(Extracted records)
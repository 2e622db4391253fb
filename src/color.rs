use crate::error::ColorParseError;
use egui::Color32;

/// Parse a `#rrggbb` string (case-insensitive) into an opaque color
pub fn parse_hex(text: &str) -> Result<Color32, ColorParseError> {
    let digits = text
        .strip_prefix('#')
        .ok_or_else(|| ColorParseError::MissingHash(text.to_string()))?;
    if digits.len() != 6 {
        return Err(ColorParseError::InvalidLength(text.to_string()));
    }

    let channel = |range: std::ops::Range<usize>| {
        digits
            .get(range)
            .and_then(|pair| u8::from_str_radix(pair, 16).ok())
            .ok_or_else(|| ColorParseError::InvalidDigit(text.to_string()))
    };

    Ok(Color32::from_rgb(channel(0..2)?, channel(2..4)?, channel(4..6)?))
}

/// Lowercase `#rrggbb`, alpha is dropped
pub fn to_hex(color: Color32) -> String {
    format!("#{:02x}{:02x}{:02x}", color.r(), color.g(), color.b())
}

▸ **Exercise directions**
Copy out each line of the records above that includes "channel".

▸ **Written reply**
    let channel = |range: std::ops::Range<usize>| {
    Ok(Color32::from_rgb(channel(0..2)?, channel(2..4)?, channel(4..6)?))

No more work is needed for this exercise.